**Data under study:**

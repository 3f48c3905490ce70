//! **Grade CI builds from their quality signals.**
//!
//! `autograder` turns the normalized results of a build (static analysis
//! warnings, test results, line and branch coverage, mutation coverage) into
//! one integer score, weighted by a user-supplied configuration. Producers
//! reduce their report formats to plain counts; the library never reads
//! checkstyle, JUnit or JaCoCo files itself.
//!
//! ## Core Concepts & Modules
//!
//! - **[`model`]**: [`Category`], the per-category count structures and the
//!   [`SnapshotSet`] handed to a grading run.
//! - **[`config`]**: [`GradingConfig`] with the signed impact of every
//!   counted item, loaded from inline JSON or a `.autograding.yaml` file.
//! - **[`grading`]**: the [`Grader`], which scores the categories in a fixed
//!   order into an [`AggregatedScore`] and logs every step.
//! - **[`reports`]**: summary, JSON and Markdown renderings of a run.
//! - **[`pipeline`]**: snapshot loading, output targets and exit codes.
//!
//! ## Getting Started
//!
//! ```
//! use autograder::{AggregatedScore, Grader, GradingConfig};
//! use autograder::model::{AnalysisCounts, BaselineSnapshot, SnapshotSet};
//!
//! fn main() -> Result<(), Box<dyn std::error::Error>> {
//!     let config = GradingConfig::from_json(
//!         r#"{"analysis": {"maxScore": 100, "errorImpact": -10, "highImpact": -5,
//!                          "normalImpact": -2, "lowImpact": -1}}"#,
//!     )?;
//!     let snapshots = SnapshotSet::new().with(
//!         BaselineSnapshot::analysis("checkstyle", AnalysisCounts::new(6, 0, 0, 0))
//!             .with_name("CheckStyle"),
//!     );
//!
//!     let mut log: Vec<String> = Vec::new();
//!     let score: AggregatedScore = Grader::new(config)?.grade(&snapshots, &mut log)?;
//!
//!     assert_eq!(score.total(), 40);
//!     assert_eq!(log[0], "[Autograding] Grading static analysis results for CheckStyle");
//!     assert_eq!(log[2], "[Autograding] Total score for static analysis results: 40");
//!     Ok(())
//! }
//! ```

// Lint to discourage unwrap() in production code - prefer explicit error handling
#![warn(clippy::unwrap_used)]
#![allow(
    clippy::missing_errors_doc,
    clippy::missing_panics_doc,
    clippy::struct_excessive_bools,
    clippy::module_name_repetitions
)]

pub mod cli;
pub mod config;
pub mod error;
pub mod grading;
pub mod model;
pub mod pipeline;
pub mod reports;

// Re-export main types for convenience
pub use config::{ConfigError, GradingConfig, GradingConfigBuilder, GradingMode, Validatable};
pub use error::{ErrorContext, GradingError, Result};
pub use grading::{
    AggregatedScore, CategoryResult, Grader, GradingRun, GradingState, LogSink, ScoreStatus,
    TracingSink, WriterSink,
};
pub use model::{BaselineSnapshot, Category, RawCounts, SnapshotSet};
pub use pipeline::load_snapshots;
pub use reports::{GradingReport, ReportFormat, ReportGenerator, render_report};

**What you should do:** If a line in the records holds the string "static", count it, and give only the total.

**Problem solution:** 3